COVID-19 convalescence plasma (CCP) from non-hospitalized patients. As previously described, the investigator contacted a eligible non-hospitalized CCP donor. ⁵³ All donors were over 18 years old and were diagnosed as SARS-CoV-2 by detection of RNA in nasopharyngeal swab samples. Basic demographics (age, sex, hospitalization for COVID-19) were taken from each donor; the initial diagnosis and date of diagnosis of SARS-CoV-2 is confirmed by medical record review.

Severe COVID-19 plasma samples. Study cohorts were defined as hospitalized patients meeting the following conditions: 1) The RNA diagnosis from the nasopharyngeal swab sample is COVID-19; 2) Survival to death or discharge; 3) Residual samples in the residual sample biological repository of John Hopkins university COVID-19 are one opportunity samples, including 59% of John Hopkins Hospital COVID-19 patients and 66% of patients with a stay of > 3 days. ^54,55 Patient outcome is defined by the World Health Organization (WHO) COVID-19 disease severity scale. The severe COVID-19 patient samples included in this study were taken from 17 dead patients, 13 post-ventilation rehabilitation patients, 22 patients requiring oxygen recovery, and 3 patients without supplemental oxygen rehabilitation. This study was approved by the institutional review board of john hopkins university (IRB 00248332, IRB 00273516) and was exempted from patient consent because all specimens and clinical data were de-identified by the clinical study data acquisition core of john hopkins clinical and transformation institute; identifiable patient data was not available to the study group.

Sjogren's syndrome and Inclusion Body Myositis (IBM) plasma samples. The sjogren's syndrome samples were collected according to protocol na_ 00013201. All patients were >18 years old and informed consent was given. IBM patient samples were collected according to protocol IRB 00235256. All patients met ENMC 2011 diagnostic standard ⁵⁶ and provided informed consent.

Immunoblot analysis

Laemmli buffer containing 5% beta-ME was added to the sample, boiled for 5 minutes, and analyzed on NuPage 4-12% bis-Tris polyacrylamide gel (Life Technologies). After transfer to PVDF membrane, the blots were blocked for 30min at room temperature in 20mM Tris buffered saline (pH 7.6) containing 0.1% Tween 20 (TBST) and 5% (w/v) skimmed milk powder. The blots were then incubated with anti-FLAG primary antibody (#F3165, milliporeSigma) at 1:2,000 (v/v) overnight at 4℃and then incubated for 4 hours at room temperature in HRP-conjugated anti-mouse IgG secondary antibody (# 7076,Cell Signaling) (1:4,000 (v/v)).

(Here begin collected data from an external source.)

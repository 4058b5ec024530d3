use std::fmt::{self, Display};

#[cfg(feature = "serde")]
use serde::{Deserialize, Serialize};

/// A built-in binary or unary operator (spec §4.A grammar).
#[cfg_attr(feature = "serde", derive(Serialize, Deserialize))]
#[derive(Debug, Clone, Copy, PartialEq, Eq, Hash)]
pub enum BinaryOp {
    Add,
    Sub,
    Mul,
    Div,
    Pow,
}

impl Display for BinaryOp {
    fn fmt(&self, f: &mut fmt::Formatter<'_>) -> fmt::Result {
        f.write_str(match self {
            BinaryOp::Add => "+",
            BinaryOp::Sub => "-",
            BinaryOp::Mul => "*",
            BinaryOp::Div => "/",
            BinaryOp::Pow => "^",
        })
    }
}

/// Every node kind in the formula AST (spec §9 design note: "a sum type
/// with variants {Number, Reference(name, offset), Unary(op, child),
/// Binary(op, left, right), Call(name, args)}").
#[cfg_attr(feature = "serde", derive(Serialize, Deserialize))]
#[derive(Debug, Clone, PartialEq)]
pub enum ExprKind {
    Number(f64),
    /// `offset` is 0 for a bare `identifier` or `identifier[t]`, and
    /// negative for `identifier[t-k]`.
    Reference { name: String, offset: i32 },
    Negate(Box<Expr>),
    Binary { op: BinaryOp, left: Box<Expr>, right: Box<Expr> },
    Call { name: String, args: Vec<Expr> },
}

/// An AST node. `span` is the originating byte range in the source
/// formula, kept for diagnostics.
#[cfg_attr(feature = "serde", derive(Serialize, Deserialize))]
#[derive(Debug, Clone, PartialEq)]
pub struct Expr {
    pub kind: ExprKind,
    pub span: (usize, usize),
}

impl Expr {
    pub fn new(kind: ExprKind, span: (usize, usize)) -> Self {
        Self { kind, span }
    }
}

impl Display for Expr {
    fn fmt(&self, f: &mut fmt::Formatter<'_>) -> fmt::Result {
        match &self.kind {
            ExprKind::Number(n) => write!(f, "{n}"),
            ExprKind::Reference { name, offset: 0 } => write!(f, "{name}"),
            ExprKind::Reference { name, offset } => write!(f, "{name}[t{offset}]"),
            ExprKind::Negate(e) => write!(f, "(-{e})"),
            ExprKind::Binary { op, left, right } => write!(f, "({left} {op} {right})"),
            ExprKind::Call { name, args } => {
                let rendered: Vec<String> = args.iter().map(|a| a.to_string()).collect();
                write!(f, "{name}({})", rendered.join(", "))
            }
        }
    }
}

/// A custom error type for the parser, carrying the byte position of the
/// offending token where available.
#[derive(Debug, Clone, PartialEq)]
pub struct ParserError {
    pub message: String,
    pub position: Option<usize>,
}

impl Display for ParserError {
    fn fmt(&self, f: &mut fmt::Formatter<'_>) -> fmt::Result {
        match self.position {
            Some(pos) => write!(f, "parser error at {pos}: {}", self.message),
            None => write!(f, "parser error: {}", self.message),
        }
    }
}

impl std::error::Error for ParserError {}

impl From<crate::tokenizer::TokenizerError> for ParserError {
    fn from(e: crate::tokenizer::TokenizerError) -> Self {
        ParserError {
            message: e.message,
            position: Some(e.pos),
        }
    }
}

Construction of UCI-ORF dictionary

The Nextera XT DNA library preparation kit (Illumina) was used to tag the 150ng pDEST-MIPSA hORFeome plasmid library to produce an optimal size distribution centered at 1.5 kb. The tagged library was amplified using herculese-II (Agilent) and the T7-pep2_PCR1_F forward primer and the Nextera Index 1Read primer. The PCR cycle was as follows: the initial denaturation step was carried out at 95℃for 2 min, followed by 30 cycles: 95℃for 20 seconds, 53.5℃for 30 seconds, and 72℃for 30 seconds. The final extension step was carried out at 72℃for 3 minutes. The PCR reaction was performed on a 1% agarose Gel, then the about 1.5kb product was excised and purified using a Nucleospin Gel and a PCR Clean-up column (Macherey-Nagel). The purified product was amplified for another 10 cycles with PhIP _PC2_F forward primer and P7.2 reverse primer (for sequence list please refer to Table 1). The products were gel purified and sequenced on MiSeq (Illumina), read 1 using the T7-Pep2.2_SP_subA primer and read 2 using the MISEQ _ MIPSA _R2 primer. Read 1 is 60bp in length to capture UCI. The first index reading I1 is replaced with a 50bp reading in the ORF. I2 is used to determine the I5 index of the sample demultiplexing.

HORFeome v 8.1.1 the DNA sequence was truncated to the first 50nt and the ORF names corresponding to the non-unique sequences were linked by "|" to the separator. Using the Rbowtie2 kit, the demultiplexed output of 50nt R2 (ORF) read from the Illumina Miseq was compared to a truncated human ORFeome v 8.1.1 library with the following parameters: options= "-a-very-active-local". ⁵⁷ The unique FASTQ identifier was then used to extract the corresponding sequence from the 60bp R1 (UCI) reads. These sequences are then truncated using the 3' anchor ACGATA and sequences without an anchor are deleted. In addition, any truncated R1 sequence of less than 18 nucleotides is deleted. After filtering, the ORF sequences still having the corresponding UCI are retained using FASTQ identifiers. The ORF names with the same UCI are connected by "&" separator, and this final dictionary is used to generate FASTA alignment consisting of ORF names and UCI sequences.

MIPSA information analysis of sequenced data

The Illumina output FASTQ file is truncated using a constant ACGAT anchor sequence after all UCI sequences. Next, the pair of perfect matches was used to correspond the truncated sequence to its joined ORF by UCI-ORF lookup dictionary. A read count matrix is constructed, with rows corresponding to the individual UCI and columns corresponding to the samples. The signal detected in each sample was compared to a set of negative control ("simulated") immunoprecipitations performed in the absence of plasma using the negative binomial model using the edge software package ⁵⁸ to return maximum likelihood fold change estimates and assay statistics for each UCI in each sample to create a fold change and-logl (p-value) matrix. By comparing EdgeR output data from repeated immunoprecipitations, it was determined that significantly enriched UCI ("hits") should require a read count of at least 15, a p-value of less than 0.001, and a fold change of at least 3. The hit multiple change matrix reports the multiple change value of "hit" and reports "1" for the UCI of the non-hit.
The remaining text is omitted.